*Aim of the exercise:* Filter the entries, keeping every line with the word "Some".

--- Data Enclosed Below ---

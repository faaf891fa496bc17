//
//   This Source Code Form is subject to the terms of the Mozilla Public
//   License, v. 2.0. If a copy of the MPL was not distributed with this
//   file, You can obtain one at http://mozilla.org/MPL/2.0/.
//

use std::io;
use std::path::PathBuf;
use std::pin::Pin;
use std::sync::Arc;
use std::task::{Context, Poll};

use bytes::BytesMut;
use futures::{Sink, Stream};
use tokio::io::{AsyncRead, AsyncWrite, DuplexStream, ReadBuf};
use tokio::net::TcpStream;
use tokio_rustls::client::TlsStream;
use tokio_rustls::rustls::pki_types::ServerName;
use tokio_rustls::rustls::{ClientConfig, RootCertStore};
use tokio_rustls::TlsConnector;
use tokio_tungstenite::tungstenite::client::IntoClientRequest;
use tokio_tungstenite::tungstenite::http::HeaderValue;
use tokio_tungstenite::tungstenite::protocol::Message;
use tokio_tungstenite::WebSocketStream;

use crate::error::MqttError;

/// TLS material, all paths to PEM files.
#[derive(Debug, Clone, typed_builder::TypedBuilder)]
pub struct TlsConfig {
    #[builder(setter(into))]
    trusted_certificates: PathBuf,
    #[builder(default, setter(strip_option, into))]
    client_certificate_chain: Option<PathBuf>,
    #[builder(default, setter(strip_option, into))]
    private_key: Option<PathBuf>,
}

impl TlsConfig {
    fn client_config(&self) -> Result<ClientConfig, MqttError> {
        let mut roots = RootCertStore::empty();
        let mut reader = io::BufReader::new(std::fs::File::open(&self.trusted_certificates)?);
        for cert in rustls_pemfile::certs(&mut reader) {
            roots.add(cert?)?;
        }

        let builder = ClientConfig::builder().with_root_certificates(roots);

        let config = match (&self.client_certificate_chain, &self.private_key) {
            (Some(chain_path), Some(key_path)) => {
                let mut chain_reader = io::BufReader::new(std::fs::File::open(chain_path)?);
                let chain = rustls_pemfile::certs(&mut chain_reader)
                    .collect::<Result<Vec<_>, io::Error>>()?;

                let mut key_reader = io::BufReader::new(std::fs::File::open(key_path)?);
                let key = rustls_pemfile::private_key(&mut key_reader)?
                    .ok_or(MqttError::MissingPrivateKey)?;

                builder.with_client_auth_cert(chain, key)?
            }
            _ => builder.with_no_client_auth(),
        };

        Ok(config)
    }
}

async fn open_tls_stream(
    host: &str,
    port: u16,
    config: &TlsConfig,
) -> Result<TlsStream<TcpStream>, MqttError> {
    let tcp = TcpStream::connect((host, port)).await?;

    let connector = TlsConnector::from(Arc::new(config.client_config()?));
    let server_name =
        ServerName::try_from(host.to_string()).map_err(|_| MqttError::InvalidServerName)?;

    Ok(connector.connect(server_name, tcp).await?)
}

fn websocket_io_error(error: tokio_tungstenite::tungstenite::Error) -> io::Error {
    match error {
        tokio_tungstenite::tungstenite::Error::Io(e) => e,
        other => io::Error::new(io::ErrorKind::Other, other),
    }
}

async fn open_websocket<S>(host: &str, port: u16, secure: bool, stream: S) -> Result<WebSocketStream<S>, MqttError>
where
    S: AsyncRead + AsyncWrite + Unpin,
{
    let scheme = if secure { "wss" } else { "ws" };
    let mut request = format!("{scheme}://{host}:{port}/mqtt")
        .into_client_request()
        .map_err(|e| MqttError::Io(websocket_io_error(e)))?;
    request
        .headers_mut()
        .insert("Sec-WebSocket-Protocol", HeaderValue::from_static("mqtt"));

    let (websocket, _response) = tokio_tungstenite::client_async(request, stream)
        .await
        .map_err(|e| MqttError::Io(websocket_io_error(e)))?;

    Ok(websocket)
}

/// Presents a WebSocket carrying binary frames as an ordered byte stream.
pub struct WebSocketByteStream<S> {
    inner: WebSocketStream<S>,
    read_buffer: BytesMut,
}

impl<S> WebSocketByteStream<S> {
    fn new(inner: WebSocketStream<S>) -> WebSocketByteStream<S> {
        WebSocketByteStream {
            inner,
            read_buffer: BytesMut::new(),
        }
    }
}

impl<S> AsyncRead for WebSocketByteStream<S>
where
    S: AsyncRead + AsyncWrite + Unpin,
{
    fn poll_read(
        self: Pin<&mut Self>,
        cx: &mut Context<'_>,
        buf: &mut ReadBuf<'_>,
    ) -> Poll<io::Result<()>> {
        let this = self.get_mut();

        loop {
            if !this.read_buffer.is_empty() {
                let n = buf.remaining().min(this.read_buffer.len());
                buf.put_slice(&this.read_buffer.split_to(n));
                return Poll::Ready(Ok(()));
            }

            match Pin::new(&mut this.inner).poll_next(cx) {
                Poll::Ready(Some(Ok(Message::Binary(data)))) => {
                    this.read_buffer.extend_from_slice(&data);
                }
                Poll::Ready(Some(Ok(Message::Close(_)))) | Poll::Ready(None) => {
                    return Poll::Ready(Ok(()));
                }
                // Pings and pongs are answered by the protocol layer, a
                // text frame carries nothing for an MQTT session.
                Poll::Ready(Some(Ok(_))) => {}
                Poll::Ready(Some(Err(e))) => {
                    return Poll::Ready(Err(websocket_io_error(e)));
                }
                Poll::Pending => return Poll::Pending,
            }
        }
    }
}

impl<S> AsyncWrite for WebSocketByteStream<S>
where
    S: AsyncRead + AsyncWrite + Unpin,
{
    fn poll_write(
        self: Pin<&mut Self>,
        cx: &mut Context<'_>,
        buf: &[u8],
    ) -> Poll<io::Result<usize>> {
        let this = self.get_mut();

        match Pin::new(&mut this.inner).poll_ready(cx) {
            Poll::Ready(Ok(())) => {
                Pin::new(&mut this.inner)
                    .start_send(Message::binary(buf.to_vec()))
                    .map_err(websocket_io_error)?;
                Poll::Ready(Ok(buf.len()))
            }
            Poll::Ready(Err(e)) => Poll::Ready(Err(websocket_io_error(e))),
            Poll::Pending => Poll::Pending,
        }
    }

    fn poll_flush(self: Pin<&mut Self>, cx: &mut Context<'_>) -> Poll<io::Result<()>> {
        let this = self.get_mut();

        Pin::new(&mut this.inner)
            .poll_flush(cx)
            .map_err(websocket_io_error)
    }

    fn poll_shutdown(self: Pin<&mut Self>, cx: &mut Context<'_>) -> Poll<io::Result<()>> {
        let this = self.get_mut();

        Pin::new(&mut this.inner)
            .poll_close(cx)
            .map_err(websocket_io_error)
    }
}

/// A freshly opened transport handed to the client for the handshake.
pub enum MqttConnectTransport {
    Tcp(TcpStream),
    Tls(Box<TlsStream<TcpStream>>),
    WebSocket(Box<WebSocketByteStream<TcpStream>>),
    SecureWebSocket(Box<WebSocketByteStream<TlsStream<TcpStream>>>),
    Duplex(DuplexStream),
}

impl MqttConnectTransport {
    pub async fn connect_tcp(host: &str, port: u16) -> Result<MqttConnectTransport, MqttError> {
        let stream = TcpStream::connect((host, port)).await?;
        Ok(MqttConnectTransport::Tcp(stream))
    }

    pub async fn connect_tls(
        host: &str,
        port: u16,
        config: &TlsConfig,
    ) -> Result<MqttConnectTransport, MqttError> {
        let stream = open_tls_stream(host, port, config).await?;
        Ok(MqttConnectTransport::Tls(Box::new(stream)))
    }

    pub async fn connect_websocket(
        host: &str,
        port: u16,
    ) -> Result<MqttConnectTransport, MqttError> {
        let tcp = TcpStream::connect((host, port)).await?;
        let websocket = open_websocket(host, port, false, tcp).await?;
        Ok(MqttConnectTransport::WebSocket(Box::new(
            WebSocketByteStream::new(websocket),
        )))
    }

    pub async fn connect_secure_websocket(
        host: &str,
        port: u16,
        config: &TlsConfig,
    ) -> Result<MqttConnectTransport, MqttError> {
        let tls = open_tls_stream(host, port, config).await?;
        let websocket = open_websocket(host, port, true, tls).await?;
        Ok(MqttConnectTransport::SecureWebSocket(Box::new(
            WebSocketByteStream::new(websocket),
        )))
    }
}

pub(crate) enum MqttConnection {
    Tcp(TcpStream),
    Tls(Box<TlsStream<TcpStream>>),
    WebSocket(Box<WebSocketByteStream<TcpStream>>),
    SecureWebSocket(Box<WebSocketByteStream<TlsStream<TcpStream>>>),
    Duplex(DuplexStream),
}

impl From<MqttConnectTransport> for MqttConnection {
    fn from(value: MqttConnectTransport) -> Self {
        match value {
            MqttConnectTransport::Tcp(t) => MqttConnection::Tcp(t),
            MqttConnectTransport::Tls(t) => MqttConnection::Tls(t),
            MqttConnectTransport::WebSocket(w) => MqttConnection::WebSocket(w),
            MqttConnectTransport::SecureWebSocket(w) => MqttConnection::SecureWebSocket(w),
            MqttConnectTransport::Duplex(d) => MqttConnection::Duplex(d),
        }
    }
}

impl AsyncRead for MqttConnection {
    fn poll_read(
        self: Pin<&mut Self>,
        cx: &mut Context<'_>,
        buf: &mut ReadBuf<'_>,
    ) -> Poll<io::Result<()>> {
        match self.get_mut() {
            MqttConnection::Tcp(t) => Pin::new(t).poll_read(cx, buf),
            MqttConnection::Tls(t) => Pin::new(t.as_mut()).poll_read(cx, buf),
            MqttConnection::WebSocket(w) => Pin::new(w.as_mut()).poll_read(cx, buf),
            MqttConnection::SecureWebSocket(w) => Pin::new(w.as_mut()).poll_read(cx, buf),
            MqttConnection::Duplex(d) => Pin::new(d).poll_read(cx, buf),
        }
    }
}

impl AsyncWrite for MqttConnection {
    fn poll_write(
        self: Pin<&mut Self>,
        cx: &mut Context<'_>,
        buf: &[u8],
    ) -> Poll<io::Result<usize>> {
        match self.get_mut() {
            MqttConnection::Tcp(t) => Pin::new(t).poll_write(cx, buf),
            MqttConnection::Tls(t) => Pin::new(t.as_mut()).poll_write(cx, buf),
            MqttConnection::WebSocket(w) => Pin::new(w.as_mut()).poll_write(cx, buf),
            MqttConnection::SecureWebSocket(w) => Pin::new(w.as_mut()).poll_write(cx, buf),
            MqttConnection::Duplex(d) => Pin::new(d).poll_write(cx, buf),
        }
    }

    fn poll_flush(self: Pin<&mut Self>, cx: &mut Context<'_>) -> Poll<io::Result<()>> {
        match self.get_mut() {
            MqttConnection::Tcp(t) => Pin::new(t).poll_flush(cx),
            MqttConnection::Tls(t) => Pin::new(t.as_mut()).poll_flush(cx),
            MqttConnection::WebSocket(w) => Pin::new(w.as_mut()).poll_flush(cx),
            MqttConnection::SecureWebSocket(w) => Pin::new(w.as_mut()).poll_flush(cx),
            MqttConnection::Duplex(d) => Pin::new(d).poll_flush(cx),
        }
    }

    fn poll_shutdown(self: Pin<&mut Self>, cx: &mut Context<'_>) -> Poll<io::Result<()>> {
        match self.get_mut() {
            MqttConnection::Tcp(t) => Pin::new(t).poll_shutdown(cx),
            MqttConnection::Tls(t) => Pin::new(t.as_mut()).poll_shutdown(cx),
            MqttConnection::WebSocket(w) => Pin::new(w.as_mut()).poll_shutdown(cx),
            MqttConnection::SecureWebSocket(w) => Pin::new(w.as_mut()).poll_shutdown(cx),
            MqttConnection::Duplex(d) => Pin::new(d).poll_shutdown(cx),
        }
    }
}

--- End of Enclosed Data ---

*Task answer:*
            (Some(chain_path), Some(key_path)) => {
                Poll::Ready(Some(Ok(Message::Binary(data)))) => {
                Poll::Ready(Some(Ok(Message::Close(_)))) | Poll::Ready(None) => {
                Poll::Ready(Some(Ok(_))) => {}
                Poll::Ready(Some(Err(e))) => {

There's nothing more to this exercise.